----- Input for this task

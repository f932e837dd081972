//! Per-instance editor state and the instance store.
//!
//! Every field is a [`StateCell`]; the methods below are the only writers, so
//! observers see each logical change exactly once.

use std::collections::HashMap;

use nodal_engine::coords::{Vec2, Viewport};

use crate::cell::StateCell;
use crate::node::{Node, NodeKey};
use crate::transform::zoom_to_cursor;

/// Observable state of one editor instance.
///
/// Cloning yields another handle to the same cells.
pub struct EditorState<T> {
    nodes: StateCell<Vec<Node<T>>>,
    pan_offset: StateCell<Vec2>,
    /// Last applied zoom multiplier, not a cumulative scale.
    zoom_step: StateCell<f32>,
    node_radius: StateCell<f32>,
    selection: StateCell<Option<NodeKey>>,
    canvas_size: StateCell<Viewport>,
}

impl<T> Clone for EditorState<T> {
    fn clone(&self) -> Self {
        Self {
            nodes: self.nodes.clone(),
            pan_offset: self.pan_offset.clone(),
            zoom_step: self.zoom_step.clone(),
            node_radius: self.node_radius.clone(),
            selection: self.selection.clone(),
            canvas_size: self.canvas_size.clone(),
        }
    }
}

impl<T: 'static> EditorState<T> {
    pub fn new(node_radius: f32) -> Self {
        Self {
            nodes: StateCell::new(Vec::new()),
            pan_offset: StateCell::new(Vec2::zero()),
            zoom_step: StateCell::new(1.0),
            node_radius: StateCell::new(node_radius),
            selection: StateCell::new(None),
            canvas_size: StateCell::new(Viewport::default()),
        }
    }

    pub fn nodes(&self) -> &StateCell<Vec<Node<T>>> {
        &self.nodes
    }

    pub fn pan_offset(&self) -> &StateCell<Vec2> {
        &self.pan_offset
    }

    pub fn zoom_step(&self) -> &StateCell<f32> {
        &self.zoom_step
    }

    pub fn node_radius(&self) -> &StateCell<f32> {
        &self.node_radius
    }

    pub fn selection(&self) -> &StateCell<Option<NodeKey>> {
        &self.selection
    }

    pub fn canvas_size(&self) -> &StateCell<Viewport> {
        &self.canvas_size
    }

    pub fn node_count(&self) -> usize {
        self.nodes.with(Vec::len)
    }

    pub fn position_of(&self, key: &NodeKey) -> Option<Vec2> {
        self.nodes
            .with(|ns| ns.iter().find(|n| &n.key == key).map(|n| n.position))
    }

    // ── nodes ─────────────────────────────────────────────────────────────

    /// Replaces the whole canonical list. A selection naming a node that is
    /// not in the new list is dropped.
    pub fn replace_nodes(&self, nodes: Vec<Node<T>>) {
        self.nodes.set(nodes);
        self.forget_missing_selection();
    }

    pub fn push_node(&self, node: Node<T>) {
        self.nodes.update(|ns| ns.push(node));
    }

    /// Empties the node list and drops the selection.
    pub fn clear_nodes(&self) {
        self.nodes.set(Vec::new());
        self.selection.set_if_changed(None);
    }

    /// Moves the node `key` to `position`. Returns `false` if no such node
    /// exists, in which case nothing is emitted.
    pub fn move_node(&self, key: &NodeKey, position: Vec2) -> bool {
        let Some(index) = self.nodes.with(|ns| ns.iter().position(|n| &n.key == key)) else {
            return false;
        };
        self.nodes.update(|ns| ns[index].position = position);
        true
    }

    // ── view ──────────────────────────────────────────────────────────────

    pub fn pan_by(&self, delta: Vec2) {
        if delta == Vec2::zero() || !delta.is_finite() {
            return;
        }
        self.pan_offset.update(|o| *o += delta);
    }

    /// Zooms by `factor` about the world point under the screen-space `cursor`.
    ///
    /// Non-finite or non-positive factors are ignored. Returns whether the
    /// zoom was applied.
    pub fn zoom_at(&self, cursor: Vec2, factor: f32) -> bool {
        if !factor.is_finite() || factor <= 0.0 || !cursor.is_finite() {
            return false;
        }

        let offset = self.pan_offset.get();
        let radius = self.node_radius.get();

        self.zoom_step.set(factor);
        let new_radius = self.nodes.update(|ns| {
            zoom_to_cursor(cursor, offset, factor, ns.iter_mut().map(|n| &mut n.position), radius)
        });
        self.node_radius.set(new_radius);
        true
    }

    pub fn resize(&self, size: Viewport) {
        self.canvas_size.set_if_changed(size);
    }

    // ── selection ─────────────────────────────────────────────────────────

    pub fn select(&self, key: NodeKey) {
        self.selection.set_if_changed(Some(key));
    }

    pub fn deselect_all(&self) {
        self.selection.set_if_changed(None);
    }

    /// Clears the selection if its node is gone from the list.
    pub fn forget_missing_selection(&self) {
        let Some(key) = self.selection.get() else {
            return;
        };
        if self.position_of(&key).is_none() {
            log::debug!("selected node `{key}` removed; selection cleared");
            self.selection.set(None);
        }
    }
}

/// Explicit registry of editor states keyed by instance key.
///
/// Instances never share cells; each key owns an independent state.
pub struct EditorStore<T> {
    states: HashMap<String, EditorState<T>>,
}

impl<T> Default for EditorStore<T> {
    fn default() -> Self {
        Self { states: HashMap::new() }
    }
}

impl<T: 'static> EditorStore<T> {
    pub fn new() -> Self {
        Self::default()
    }

    /// Returns the state for `key`, creating it on first use.
    pub fn create_state(&mut self, key: &str, node_radius: f32) -> EditorState<T> {
        self.states
            .entry(key.to_string())
            .or_insert_with(|| {
                log::debug!("editor state `{key}` created");
                EditorState::new(node_radius)
            })
            .clone()
    }

    pub fn state(&self, key: &str) -> Option<EditorState<T>> {
        self.states.get(key).cloned()
    }

    /// Forgets the state for `key`. Returns whether it existed.
    pub fn destroy(&mut self, key: &str) -> bool {
        let existed = self.states.remove(key).is_some();
        if existed {
            log::debug!("editor state `{key}` destroyed");
        }
        existed
    }

    pub fn len(&self) -> usize {
        self.states.len()
    }

    pub fn is_empty(&self) -> bool {
        self.states.is_empty()
    }
}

----------

## Work required
Each line above is to be reproduced exactly.

## Task response
repository f932e837dd081972
//! Per-instance editor state and the instance store.
//!
//! Every field is a [`StateCell`]; the methods below are the only writers, so
//! observers see each logical change exactly once.

use std::collections::HashMap;

use nodal_engine::coords::{Vec2, Viewport};

use crate::cell::StateCell;
use crate::node::{Node, NodeKey};
use crate::transform::zoom_to_cursor;

/// Observable state of one editor instance.
///
/// Cloning yields another handle to the same cells.
pub struct EditorState<T> {
    nodes: StateCell<Vec<Node<T>>>,
    pan_offset: StateCell<Vec2>,
    /// Last applied zoom multiplier, not a cumulative scale.
    zoom_step: StateCell<f32>,
    node_radius: StateCell<f32>,
    selection: StateCell<Option<NodeKey>>,
    canvas_size: StateCell<Viewport>,
}

impl<T> Clone for EditorState<T> {
    fn clone(&self) -> Self {
        Self {
            nodes: self.nodes.clone(),
            pan_offset: self.pan_offset.clone(),
            zoom_step: self.zoom_step.clone(),
            node_radius: self.node_radius.clone(),
            selection: self.selection.clone(),
            canvas_size: self.canvas_size.clone(),
        }
    }
}

impl<T: 'static> EditorState<T> {
    pub fn new(node_radius: f32) -> Self {
        Self {
            nodes: StateCell::new(Vec::new()),
            pan_offset: StateCell::new(Vec2::zero()),
            zoom_step: StateCell::new(1.0),
            node_radius: StateCell::new(node_radius),
            selection: StateCell::new(None),
            canvas_size: StateCell::new(Viewport::default()),
        }
    }

    pub fn nodes(&self) -> &StateCell<Vec<Node<T>>> {
        &self.nodes
    }

    pub fn pan_offset(&self) -> &StateCell<Vec2> {
        &self.pan_offset
    }

    pub fn zoom_step(&self) -> &StateCell<f32> {
        &self.zoom_step
    }

    pub fn node_radius(&self) -> &StateCell<f32> {
        &self.node_radius
    }

    pub fn selection(&self) -> &StateCell<Option<NodeKey>> {
        &self.selection
    }

    pub fn canvas_size(&self) -> &StateCell<Viewport> {
        &self.canvas_size
    }

    pub fn node_count(&self) -> usize {
        self.nodes.with(Vec::len)
    }

    pub fn position_of(&self, key: &NodeKey) -> Option<Vec2> {
        self.nodes
            .with(|ns| ns.iter().find(|n| &n.key == key).map(|n| n.position))
    }

    // ── nodes ─────────────────────────────────────────────────────────────

    /// Replaces the whole canonical list. A selection naming a node that is
    /// not in the new list is dropped.
    pub fn replace_nodes(&self, nodes: Vec<Node<T>>) {
        self.nodes.set(nodes);
        self.forget_missing_selection();
    }

    pub fn push_node(&self, node: Node<T>) {
        self.nodes.update(|ns| ns.push(node));
    }

    /// Empties the node list and drops the selection.
    pub fn clear_nodes(&self) {
        self.nodes.set(Vec::new());
        self.selection.set_if_changed(None);
    }

    /// Moves the node `key` to `position`. Returns `false` if no such node
    /// exists, in which case nothing is emitted.
    pub fn move_node(&self, key: &NodeKey, position: Vec2) -> bool {
        let Some(index) = self.nodes.with(|ns| ns.iter().position(|n| &n.key == key)) else {
            return false;
        };
        self.nodes.update(|ns| ns[index].position = position);
        true
    }

    // ── view ──────────────────────────────────────────────────────────────

    pub fn pan_by(&self, delta: Vec2) {
        if delta == Vec2::zero() || !delta.is_finite() {
            return;
        }
        self.pan_offset.update(|o| *o += delta);
    }

    /// Zooms by `factor` about the world point under the screen-space `cursor`.
    ///
    /// Non-finite or non-positive factors are ignored. Returns whether the
    /// zoom was applied.
    pub fn zoom_at(&self, cursor: Vec2, factor: f32) -> bool {
        if !factor.is_finite() || factor <= 0.0 || !cursor.is_finite() {
            return false;
        }

        let offset = self.pan_offset.get();
        let radius = self.node_radius.get();

        self.zoom_step.set(factor);
        let new_radius = self.nodes.update(|ns| {
            zoom_to_cursor(cursor, offset, factor, ns.iter_mut().map(|n| &mut n.position), radius)
        });
        self.node_radius.set(new_radius);
        true
    }

    pub fn resize(&self, size: Viewport) {
        self.canvas_size.set_if_changed(size);
    }

    // ── selection ─────────────────────────────────────────────────────────

    pub fn select(&self, key: NodeKey) {
        self.selection.set_if_changed(Some(key));
    }

    pub fn deselect_all(&self) {
        self.selection.set_if_changed(None);
    }

    /// Clears the selection if its node is gone from the list.
    pub fn forget_missing_selection(&self) {
        let Some(key) = self.selection.get() else {
            return;
        };
        if self.position_of(&key).is_none() {
            log::debug!("selected node `{key}` removed; selection cleared");
            self.selection.set(None);
        }
    }
}

/// Explicit registry of editor states keyed by instance key.
///
/// Instances never share cells; each key owns an independent state.
pub struct EditorStore<T> {
    states: HashMap<String, EditorState<T>>,
}

impl<T> Default for EditorStore<T> {
    fn default() -> Self {
        Self { states: HashMap::new() }
    }
}

impl<T: 'static> EditorStore<T> {
    pub fn new() -> Self {
        Self::default()
    }

    /// Returns the state for `key`, creating it on first use.
    pub fn create_state(&mut self, key: &str, node_radius: f32) -> EditorState<T> {
        self.states
            .entry(key.to_string())
            .or_insert_with(|| {
                log::debug!("editor state `{key}` created");
                EditorState::new(node_radius)
            })
            .clone()
    }

    pub fn state(&self, key: &str) -> Option<EditorState<T>> {
        self.states.get(key).cloned()
    }

    /// Forgets the state for `key`. Returns whether it existed.
    pub fn destroy(&mut self, key: &str) -> bool {
        let existed = self.states.remove(key).is_some();
        if existed {
            log::debug!("editor state `{key}` destroyed");
        }
        existed
    }

    pub fn len(&self) -> usize {
        self.states.len()
    }

    pub fn is_empty(&self) -> bool {
        self.states.is_empty()
    }
}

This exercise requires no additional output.